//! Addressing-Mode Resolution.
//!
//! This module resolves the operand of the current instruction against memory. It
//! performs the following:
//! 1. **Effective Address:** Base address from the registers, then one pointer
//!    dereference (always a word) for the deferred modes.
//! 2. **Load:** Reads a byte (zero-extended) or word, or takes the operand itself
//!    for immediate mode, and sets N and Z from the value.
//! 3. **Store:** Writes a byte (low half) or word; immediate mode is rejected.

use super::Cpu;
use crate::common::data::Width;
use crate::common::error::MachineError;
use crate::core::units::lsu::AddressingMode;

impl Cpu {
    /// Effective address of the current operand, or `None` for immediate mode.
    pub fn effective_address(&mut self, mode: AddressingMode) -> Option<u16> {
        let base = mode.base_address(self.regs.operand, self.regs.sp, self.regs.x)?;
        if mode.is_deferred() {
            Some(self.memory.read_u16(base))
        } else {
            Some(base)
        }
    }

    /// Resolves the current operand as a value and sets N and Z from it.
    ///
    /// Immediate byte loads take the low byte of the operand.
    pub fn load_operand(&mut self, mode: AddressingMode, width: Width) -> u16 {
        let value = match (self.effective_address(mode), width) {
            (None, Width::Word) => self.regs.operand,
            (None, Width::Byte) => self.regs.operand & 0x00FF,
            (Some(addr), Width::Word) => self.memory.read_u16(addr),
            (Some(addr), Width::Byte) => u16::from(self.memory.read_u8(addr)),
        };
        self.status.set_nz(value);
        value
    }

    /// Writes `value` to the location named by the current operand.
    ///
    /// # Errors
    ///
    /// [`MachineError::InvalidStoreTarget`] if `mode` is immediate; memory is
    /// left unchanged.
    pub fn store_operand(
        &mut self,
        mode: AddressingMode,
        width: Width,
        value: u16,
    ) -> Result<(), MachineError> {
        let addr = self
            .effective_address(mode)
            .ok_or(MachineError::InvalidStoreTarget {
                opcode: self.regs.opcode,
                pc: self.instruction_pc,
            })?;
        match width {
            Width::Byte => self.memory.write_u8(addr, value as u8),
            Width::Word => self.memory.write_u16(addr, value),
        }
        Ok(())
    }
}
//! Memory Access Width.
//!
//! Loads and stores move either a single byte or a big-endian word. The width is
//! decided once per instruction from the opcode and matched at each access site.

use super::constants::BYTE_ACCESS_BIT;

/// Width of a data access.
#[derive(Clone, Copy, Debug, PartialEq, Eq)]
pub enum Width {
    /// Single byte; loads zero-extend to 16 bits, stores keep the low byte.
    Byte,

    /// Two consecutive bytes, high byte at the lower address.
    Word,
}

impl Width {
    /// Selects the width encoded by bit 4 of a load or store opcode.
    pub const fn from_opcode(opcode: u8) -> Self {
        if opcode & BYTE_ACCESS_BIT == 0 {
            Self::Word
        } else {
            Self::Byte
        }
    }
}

_ _ _ _ _

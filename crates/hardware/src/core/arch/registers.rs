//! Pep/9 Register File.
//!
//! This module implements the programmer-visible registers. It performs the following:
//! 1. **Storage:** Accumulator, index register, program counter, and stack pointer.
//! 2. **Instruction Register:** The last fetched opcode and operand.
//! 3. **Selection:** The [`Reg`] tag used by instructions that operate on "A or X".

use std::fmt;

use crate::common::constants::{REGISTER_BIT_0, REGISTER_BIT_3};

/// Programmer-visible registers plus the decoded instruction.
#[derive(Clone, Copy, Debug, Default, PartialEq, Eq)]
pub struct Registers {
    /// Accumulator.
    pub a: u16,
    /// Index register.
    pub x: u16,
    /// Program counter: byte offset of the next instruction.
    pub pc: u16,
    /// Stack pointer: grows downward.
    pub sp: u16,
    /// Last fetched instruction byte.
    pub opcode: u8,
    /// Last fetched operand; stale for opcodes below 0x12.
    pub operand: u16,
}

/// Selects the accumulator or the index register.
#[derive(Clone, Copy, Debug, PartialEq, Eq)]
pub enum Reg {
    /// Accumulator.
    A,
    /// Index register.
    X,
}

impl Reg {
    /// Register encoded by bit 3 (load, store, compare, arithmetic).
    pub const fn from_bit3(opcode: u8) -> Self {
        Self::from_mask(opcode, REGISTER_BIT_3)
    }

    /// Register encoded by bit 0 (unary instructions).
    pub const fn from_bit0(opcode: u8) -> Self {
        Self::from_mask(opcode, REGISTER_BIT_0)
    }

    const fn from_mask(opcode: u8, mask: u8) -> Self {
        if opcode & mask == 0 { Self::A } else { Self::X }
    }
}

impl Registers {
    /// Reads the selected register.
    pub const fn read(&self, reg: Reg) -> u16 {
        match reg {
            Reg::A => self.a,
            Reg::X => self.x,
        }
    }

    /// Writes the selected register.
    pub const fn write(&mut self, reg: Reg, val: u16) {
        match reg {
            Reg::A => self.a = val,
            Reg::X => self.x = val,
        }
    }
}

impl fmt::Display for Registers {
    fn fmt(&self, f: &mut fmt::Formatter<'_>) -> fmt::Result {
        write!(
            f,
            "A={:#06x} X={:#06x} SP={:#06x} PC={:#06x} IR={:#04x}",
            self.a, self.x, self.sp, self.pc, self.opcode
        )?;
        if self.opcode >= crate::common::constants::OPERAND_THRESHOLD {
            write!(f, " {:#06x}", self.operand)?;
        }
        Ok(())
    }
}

_ _ _ _ _

#### [DIRECTIONS FOR THIS TASK]
Give the number of lines in the records above that contain the word "encoded". Reply with that number alone.

#### [EXPECTED OUTPUT]
3